7.Forget your problem and do something else

  • In this third stage you make absolutely no effort of a direct nature. You drop the whole subject and put the problem out of your mind as completely as you can.
  • You remember how Sherlock Holmes used to stop right in the middle of a case and drag Watson off to a concert? That was a very irritating procedure to the practical and literal-minded Watson. But Conan Doyle was a creator and knew the creative processes.

8.And then the idea will appear

  • Now, if you have really done your part in these three stages of the process you will almost surely experience the fourth. Out of nowhere the Idea will appear.
  • Do not make the mistake of holding your idea close to your chest at this stage. Submit it to the criticism of the judicious.

9.What kind of ideas should ad men pursue ? relevant and dramatic

The result of many years of work in advertising have proved to him ( George Lois ) that the key element in communications success is the production of relevant and dramatic ideas. —— Bill Bernbach

10.Finding connections between facts is of chief importance in producing ideas

Consequently the habit of mind which leads to a search for relationships between facts becomes of the highest importance in the production of ideas. Now this habit of mind can undoubtedly be cultivated. I venture to suggest that, for the advertising man, one of the best ways to cultivate it is by study in the social sciences. A book like Veblen’s Theory of the Leisure Class or Riesman’s The Lonely Crowd, therefore, becomes a better book about advertising than most books about advertising.
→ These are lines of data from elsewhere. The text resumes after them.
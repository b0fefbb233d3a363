// Copyright (c) AlphaVelocity.
// All rights reserved.
//
// This source code is licensed under the license found in the
// LICENSE file in the root directory of this source tree.

use clap::{value_parser, Arg, ArgAction, Command};

fn json_args() -> [Arg; 2] {
    [
        Arg::new("json")
            .long("json")
            .action(ArgAction::SetTrue)
            .conflicts_with("jsonl")
            .help("Print JSON instead of a table"),
        Arg::new("jsonl")
            .long("jsonl")
            .action(ArgAction::SetTrue)
            .help("Print one JSON object per line"),
    ]
}

fn year_arg() -> Arg {
    Arg::new("year")
        .long("year")
        .required(true)
        .value_parser(value_parser!(i32))
}

fn month_arg() -> Arg {
    Arg::new("month")
        .long("month")
        .required(true)
        .value_parser(value_parser!(u32))
        .help("Month number, 1-12")
}

fn export_args() -> [Arg; 2] {
    [
        Arg::new("format")
            .long("format")
            .default_value("csv")
            .help("csv | json"),
        Arg::new("out").long("out").required(true).value_name("PATH"),
    ]
}

pub fn build_cli() -> Command {
    Command::new("ledgerlens")
        .version(env!("CARGO_PKG_VERSION"))
        .about("Shared income/expense tracker with monthly and yearly financial reports")
        .arg(
            Arg::new("user")
                .long("user")
                .global(true)
                .value_name("NAME")
                .help("Act as this user (defaults to the default_user setting)"),
        )
        .subcommand(Command::new("init").about("Create the database"))
        .subcommand(
            Command::new("user")
                .about("Manage users and roles")
                .subcommand(
                    Command::new("add")
                        .arg(Arg::new("name").required(true))
                        .arg(
                            Arg::new("role")
                                .long("role")
                                .default_value("user")
                                .help("viewer | user | admin"),
                        ),
                )
                .subcommand(Command::new("list"))
                .subcommand(
                    Command::new("role")
                        .arg(Arg::new("name").required(true))
                        .arg(Arg::new("role").required(true)),
                ),
        )
        .subcommand(
            Command::new("tx")
                .about("Record and inspect transactions")
                .subcommand(
                    Command::new("add")
                        .arg(Arg::new("date").long("date").required(true))
                        .arg(Arg::new("category").long("category").required(true))
                        .arg(Arg::new("amount").long("amount").required(true))
                        .arg(
                            Arg::new("kind")
                                .long("kind")
                                .required(true)
                                .help("income | expense"),
                        )
                        .arg(Arg::new("description").long("description")),
                )
                .subcommand(
                    Command::new("list")
                        .arg(Arg::new("from").long("from").help("YYYY-MM-DD"))
                        .arg(Arg::new("to").long("to").help("YYYY-MM-DD"))
                        .arg(Arg::new("kind").long("kind"))
                        .arg(Arg::new("category").long("category"))
                        .arg(
                            Arg::new("limit")
                                .long("limit")
                                .value_parser(value_parser!(usize)),
                        )
                        .args(json_args()),
                )
                .subcommand(
                    Command::new("edit")
                        .arg(
                            Arg::new("id")
                                .required(true)
                                .value_parser(value_parser!(i64)),
                        )
                        .arg(Arg::new("date").long("date"))
                        .arg(Arg::new("category").long("category"))
                        .arg(Arg::new("amount").long("amount"))
                        .arg(Arg::new("kind").long("kind"))
                        .arg(Arg::new("description").long("description")),
                )
                .subcommand(
                    Command::new("rm").arg(
                        Arg::new("id")
                            .required(true)
                            .value_parser(value_parser!(i64)),
                    ),
                ),
        )
        .subcommand(
            Command::new("report")
                .about("Financial reports with analysis and recommendations")
                .subcommand(
                    Command::new("monthly")
                        .arg(year_arg())
                        .arg(month_arg())
                        .args(json_args()),
                )
                .subcommand(Command::new("yearly").arg(year_arg()).args(json_args())),
        )
        .subcommand(
            Command::new("export")
                .about("Write a report to a file")
                .subcommand(
                    Command::new("monthly")
                        .arg(year_arg())
                        .arg(month_arg())
                        .args(export_args()),
                )
                .subcommand(Command::new("yearly").arg(year_arg()).args(export_args())),
        )
        .subcommand(
            Command::new("dashboard")
                .about("Current month at a glance")
                .arg(
                    Arg::new("date")
                        .long("date")
                        .help("Reference date, YYYY-MM-DD (defaults to today)"),
                )
                .args(json_args()),
        )
        .subcommand(
            Command::new("audit")
                .about("Change history (admin only)")
                .subcommand(
                    Command::new("list")
                        .arg(Arg::new("entity-type").long("entity-type").help("e.g. Transaction"))
                        .arg(Arg::new("entity-id").long("entity-id"))
                        .arg(Arg::new("action").long("action").help("create | update | delete"))
                        .arg(Arg::new("from").long("from").help("YYYY-MM-DD"))
                        .arg(Arg::new("to").long("to").help("YYYY-MM-DD"))
                        .arg(
                            Arg::new("limit")
                                .long("limit")
                                .value_parser(value_parser!(usize)),
                        )
                        .arg(
                            Arg::new("offset")
                                .long("offset")
                                .value_parser(value_parser!(usize)),
                        )
                        .args(json_args()),
                ),
        )
        .subcommand(
            Command::new("config")
                .about("Show or change settings")
                .subcommand(Command::new("show"))
                .subcommand(
                    Command::new("set")
                        .arg(Arg::new("key").required(true))
                        .arg(Arg::new("value").required(true)),
                ),
        )
}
11.Pareto’s classification of people

  • Whatever we may think of the adequacy of this theory of Pareto’s as an entire explanation of social groups, I think we all recognize that these two types of human beings do exist. Whether they were born that way, or whether their environment and training made them that way, is beside the point. They are.
  • In this classification speculator is a term used somewhat in the sense of our word “speculative.” The speculator is the speculative type of person. And the distinguishing characteristic of this type, according to Pareto, is that he is constantly preoccupied with the possibilities of new combinations.
  • The term used by Pareto to describe the other type, the rentier, is translated into English as the stockholder—though he sounds more like the bag holder to me. Such people, he says, are the routine, steady-going, unimaginative, conserving people, whom the speculator manipulates.